BACKGROUND: When consenting patients to dry needling treatment, it is necessary to inform patients of potential risks of harms. OBJECTIVES: The aim of this study was to identify elements and framework for an Informed Consent (IC) risk of harm statement to improve patient decision-making. DESIGN: A virtual Nominal Group Technique (vNGT) methodology was used to achieve consensus among participants to identify what needs to be on a consent form, how it should be framed, and what it should state so patients understand the true risks. METHODS: Eligible participants were identified as one of four groups: legal expert, policy expert, dry needling expert, or patient. The vNGT session consisted of 5 rounds of idea generation and final consensus voting which lasted for 2 h. RESULTS: Five individuals consented to participate. Of the 27 original ideas, 22 reached consensus including ones specifically related to a risk of harms statement: identifying risks and discomforts, identify different sensations, and using a classification to order risks by severity. Consensus was achieved with percent agreement of ≥ 80%. The constructed risk of harm statement had a reading level of grade 7 and provided a list of stratified risks associated with dry needling. CONCLUSION: The generated risk of harm statement can be incorporated on IC forms that require disclosure of risks in both the clinical and research setting. Additionally, further elements were identified by panel participants about defining the framework for an IC form outside of the risk of harm statement. GOV REGISTRATION: NCT05560100 (29/09/22).

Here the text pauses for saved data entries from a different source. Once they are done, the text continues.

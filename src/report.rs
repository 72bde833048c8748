//! Read-only renderers for the reporting commands.
//!
//! These build the human-readable blocks behind `screen -ls`,
//! `report-util`, `process-smi`, and `vmstat` from snapshots handed over by
//! the manager. Formats are a view concern; nothing parses them back.

use std::fmt::Write as _;
use std::sync::Arc;

use crate::core_state::CoreState;
use crate::mem::MemoryStats;
use crate::process::{Process, ProcessState};
use crate::types::Tick;

/// The per-process table shown by `screen -ls` and written by
/// `report-util`.
pub fn render_process_table(
    processes: &[Arc<Process>],
    cores: &[CoreState],
    num_cpu: u32,
) -> String {
    let mut out = String::new();
    if processes.is_empty() {
        out.push_str("There are no active screens.\n");
        return out;
    }

    let busy = cores.iter().filter(|c| c.busy).count() as u32;
    writeln!(out, "CPU utilization: {}%", busy * 100 / num_cpu).unwrap();
    writeln!(out, "Cores used: {busy}").unwrap();
    writeln!(out, "Cores available: {}", num_cpu - busy).unwrap();
    out.push_str("------------------------------------------------\n");

    let mut running = String::new();
    let mut finished = String::new();
    for process in processes {
        let mut line = format!("{:<30} ({}) ", process.name(), process.created_at());
        match process.state() {
            ProcessState::Running => {
                let core = process.core().map(|c| c.0).unwrap_or(0);
                write!(
                    line,
                    "  Core: {core}   {} / {}",
                    process.pc(),
                    process.program_len()
                )
                .unwrap();
                running.push_str(&line);
                running.push('\n');
            }
            ProcessState::Ready | ProcessState::Waiting => {
                write!(line, "  {:?}   {} / {}", process.state(), process.pc(), process.program_len())
                    .unwrap();
                running.push_str(&line);
                running.push('\n');
            }
            ProcessState::Finished => {
                write!(
                    line,
                    "  Finished   {} / {}",
                    process.pc(),
                    process.program_len()
                )
                .unwrap();
                finished.push_str(&line);
                finished.push('\n');
            }
        }
    }

    out.push_str("Running processes:\n");
    out.push_str(&running);
    out.push_str("\nFinished processes:\n");
    out.push_str(&finished);
    out.push_str("------------------------------------------------\n");
    out
}

/// The `process-smi` summary block.
pub fn render_process_smi(
    processes: &[Arc<Process>],
    cores: &[CoreState],
    num_cpu: u32,
    stats: MemoryStats,
) -> String {
    let busy = cores.iter().filter(|c| c.busy).count() as u32;
    let mem_util = if stats.max_bytes == 0 {
        0
    } else {
        stats.used_bytes * 100 / stats.max_bytes
    };

    let mut out = String::new();
    out.push_str("------------------------------------------\n");
    out.push_str("| PROCESS-SMI V01.00       Driver: 01.00 |\n");
    out.push_str("------------------------------------------\n");
    writeln!(out, "CPU-Util: {}%", busy * 100 / num_cpu).unwrap();
    writeln!(
        out,
        "Memory Usage: {} / {} bytes",
        stats.used_bytes, stats.max_bytes
    )
    .unwrap();
    writeln!(out, "Memory Util: {mem_util}%").unwrap();
    out.push_str("==========================================\n");
    out.push_str("Running processes and memory usage:\n");
    out.push_str("------------------------------------------\n");

    let mut any = false;
    for process in processes {
        if process.is_resident() {
            writeln!(out, "{} {} bytes", process.name(), process.mem_bytes()).unwrap();
            any = true;
        }
    }
    if !any {
        out.push_str("There are no processes in memory.\n");
    }
    out.push_str("------------------------------------------\n");
    out
}

/// The `vmstat` counter block.
pub fn render_vmstat(stats: MemoryStats, total: Tick, active: Tick, idle: Tick) -> String {
    let mut out = String::new();
    writeln!(out, "{:>10} total memory", stats.max_bytes).unwrap();
    writeln!(out, "{:>10} used memory", stats.used_bytes).unwrap();
    writeln!(
        out,
        "{:>10} free memory",
        stats.max_bytes.saturating_sub(stats.used_bytes)
    )
    .unwrap();
    writeln!(out, "{idle:>10} idle cpu ticks").unwrap();
    writeln!(out, "{active:>10} active cpu ticks").unwrap();
    writeln!(out, "{total:>10} total cpu ticks").unwrap();
    writeln!(out, "{:>10} pages paged in", stats.page_in).unwrap();
    writeln!(out, "{:>10} pages paged out", stats.page_out).unwrap();
    out
}

#[cfg(test)]
mod tests {
    use super::*;
    use crate::types::{CoreId, Pid};

    fn process(pid: u32, name: &str, len: usize) -> Arc<Process> {
        Arc::new(Process::new(Pid(pid), name, "01/01/2026, 09:00:00 AM", len, 256, 256))
    }

    fn cores(busy: &[bool]) -> Vec<CoreState> {
        busy.iter()
            .map(|&b| CoreState {
                busy: b,
                occupant: b.then(|| "x".to_string()),
            })
            .collect()
    }

    #[test]
    fn test_empty_table() {
        let table = render_process_table(&[], &cores(&[false, false]), 2);
        assert!(table.contains("no active screens"));
    }

    #[test]
    fn test_table_groups_by_state() {
        let running = process(1, "runner", 5);
        running.set_state(ProcessState::Running);
        running.set_core(Some(CoreId(2)));
        let done = process(2, "done", 3);
        done.set_state(ProcessState::Finished);

        let table =
            render_process_table(&[running, done], &cores(&[false, true]), 2);
        assert!(table.contains("CPU utilization: 50%"));
        assert!(table.contains("Cores used: 1"));
        assert!(table.contains("Cores available: 1"));
        assert!(table.contains("Core: 2"));
        let running_at = table.find("runner").unwrap();
        let finished_at = table.find("done").unwrap();
        assert!(running_at < finished_at);
    }

    #[test]
    fn test_smi_lists_residents_only() {
        let resident = process(1, "inmem", 5);
        resident.set_residency(crate::process::Residency::Flat { base: 0, end: 256 });
        let outside = process(2, "gone", 5);

        let stats = MemoryStats {
            max_bytes: 1024,
            used_bytes: 256,
            ..Default::default()
        };
        let smi = render_process_smi(&[resident, outside], &cores(&[true]), 1, stats);
        assert!(smi.contains("CPU-Util: 100%"));
        assert!(smi.contains("Memory Usage: 256 / 1024 bytes"));
        assert!(smi.contains("Memory Util: 25%"));
        assert!(smi.contains("inmem 256 bytes"));
        assert!(!smi.contains("gone"));
    }

    #[test]
    fn test_vmstat_lines() {
        let stats = MemoryStats {
            max_bytes: 16384,
            used_bytes: 512,
            page_in: 4,
            page_out: 2,
            ..Default::default()
        };
        let vmstat = render_vmstat(stats, 120, 20, 100);
        assert!(vmstat.contains("16384 total memory"));
        assert!(vmstat.contains("512 used memory"));
        assert!(vmstat.contains("15872 free memory"));
        assert!(vmstat.contains("100 idle cpu ticks"));
        assert!(vmstat.contains("20 active cpu ticks"));
        assert!(vmstat.contains("120 total cpu ticks"));
        assert!(vmstat.contains("4 pages paged in"));
        assert!(vmstat.contains("2 pages paged out"));
    }
}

Identifying which adverse events associated with dry needling should be included for informed consent: A modified e-Delphi study.

OBJECTIVE: Dry needling (DN) uses a monofilament needle to reduce pain and is performed by various healthcare professions. Due to the invasive needle puncture, adverse events (AEs) have been associated with DN. It is unclear, which AEs should be included in a risk statement for Informed Consent (IC). The purpose of this study was to identify which AEs should be included in a risk statement for IC. METHODS: A three-round e-Delphi study was undertaken using a panel of DN experts. Expert inclusion criteria included: (1) ≥5 years practice performing DN and one of the following secondary criteria: (A) certification in DN; (B) completion of a manual therapy fellowship that included DN training; or (C) ≥1 publication involving the use of DN. Participants rated their level of agreement using a 4-point Likert scale. Consensus was defined as either: 1) ≥80% agreement; or 2) ≥70% and <80% agreement with median ≥3, interquartile range ≤1, and standard deviation ≤1. RESULTS: A total of 14 (28%) AEs achieved final consensus in Round 3 for inclusion on IC. Kendall's Coefficient (w) of agreement for Round 2 was 0.213 and improved to 0.349 after Round 3. Wilcoxon rank tests revealed statistically significant changes for 12 of the 50 AEs. CONCLUSION: Consensus was attained for 14 AEs for inclusion on IC. The AEs identified can be used for the development of a shorter, more concise IC risk statement. A total of 93.6% of experts agreed on definitions for AE classification.